## Try it
In the entries below, identify every line with the string "MessagePack" and copy it.
##### Provided records
//! Length-prefixed framing over a byte stream.
//!
//! One frame on the wire is: a MessagePack-encoded unsigned length, then
//! exactly that many bytes holding the header map immediately followed by
//! the body map. [`Framer`] only concerns itself with the length prefix; the
//! caller ([`crate::writer`] / [`crate::reader`]) is responsible for
//! splitting the payload into header and body.

use bytes::{Buf, BufMut, Bytes, BytesMut};
use tokio_util::codec::{Decoder, Encoder};

use crate::error::TransportError;

/// A reserved, fixed-width MessagePack uint32 marker: `0xce` followed by 4
/// big-endian bytes. Every frame this client writes uses this fixed-width
/// form regardless of how small the payload is, so the length is always
/// known before any body bytes are written.
const LENGTH_PREFIX_LEN: usize = 5;
const LENGTH_PREFIX_MARKER: u8 = 0xce;

/// Largest frame this client will accept from a peer. Guards against a
/// corrupt or hostile length prefix causing an unbounded allocation.
const MAX_FRAME_LEN: usize = 256 * 1024 * 1024;

#[derive(Debug, Default)]
pub struct Framer {
    // Length of the frame currently being assembled, once known.
    frame_len: Option<usize>,
}

impl Framer {
    pub fn new() -> Framer {
        Framer { frame_len: None }
    }
}

impl Decoder for Framer {
    type Item = BytesMut;
    type Error = TransportError;

    fn decode(&mut self, src: &mut BytesMut) -> Result<Option<Self::Item>, Self::Error> {
        let frame_len = match self.frame_len {
            Some(len) => len,
            None => match decode_length_prefix(src)? {
                Some((len, consumed)) => {
                    src.advance(consumed);
                    self.frame_len = Some(len);
                    len
                }
                None => return Ok(None),
            },
        };

        if src.len() < frame_len {
            src.reserve(frame_len - src.len());
            return Ok(None);
        }

        self.frame_len = None;
        Ok(Some(src.split_to(frame_len)))
    }
}

/// Peek at the start of `src` for a complete MessagePack unsigned integer
/// length prefix. Returns `(length, bytes_consumed)` or `None` if more bytes
/// are needed. Tolerates any valid msgpack uint encoding on read, even
/// though this client always writes the fixed 5-byte form.
fn decode_length_prefix(src: &[u8]) -> Result<Option<(usize, usize)>, TransportError> {
    if src.is_empty() {
        return Ok(None);
    }

    let marker = src[0];
    let needed = match marker {
        0x00..=0x7f => 1,
        0xcc => 2,
        0xcd => 3,
        0xce => 5,
        0xcf => 9,
        other => {
            return Err(TransportError::Io(std::io::Error::new(
                std::io::ErrorKind::InvalidData,
                format!("bad length prefix marker 0x{other:02x}"),
            )))
        }
    };

    if src.len() < needed {
        return Ok(None);
    }

    let mut cursor = &src[..needed];
    let len = rmp::decode::read_int::<u64, _>(&mut cursor).map_err(|_| {
        TransportError::Io(std::io::Error::new(
            std::io::ErrorKind::InvalidData,
            "malformed length prefix",
        ))
    })? as usize;

    if len > MAX_FRAME_LEN {
        return Err(TransportError::Truncated {
            expected: len,
            actual: MAX_FRAME_LEN,
        });
    }

    Ok(Some((len, needed)))
}

impl Encoder<Bytes> for Framer {
    type Error = TransportError;

    fn encode(&mut self, payload: Bytes, dst: &mut BytesMut) -> Result<(), Self::Error> {
        dst.reserve(LENGTH_PREFIX_LEN + payload.len());
        dst.put_u8(LENGTH_PREFIX_MARKER);
        dst.put_u32(payload.len() as u32);
        dst.extend_from_slice(&payload);
        Ok(())
    }
}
##########
## Final answer
//! One frame on the wire is: a MessagePack-encoded unsigned length, then
/// A reserved, fixed-width MessagePack uint32 marker: `0xce` followed by 4
/// Peek at the start of `src` for a complete MessagePack unsigned integer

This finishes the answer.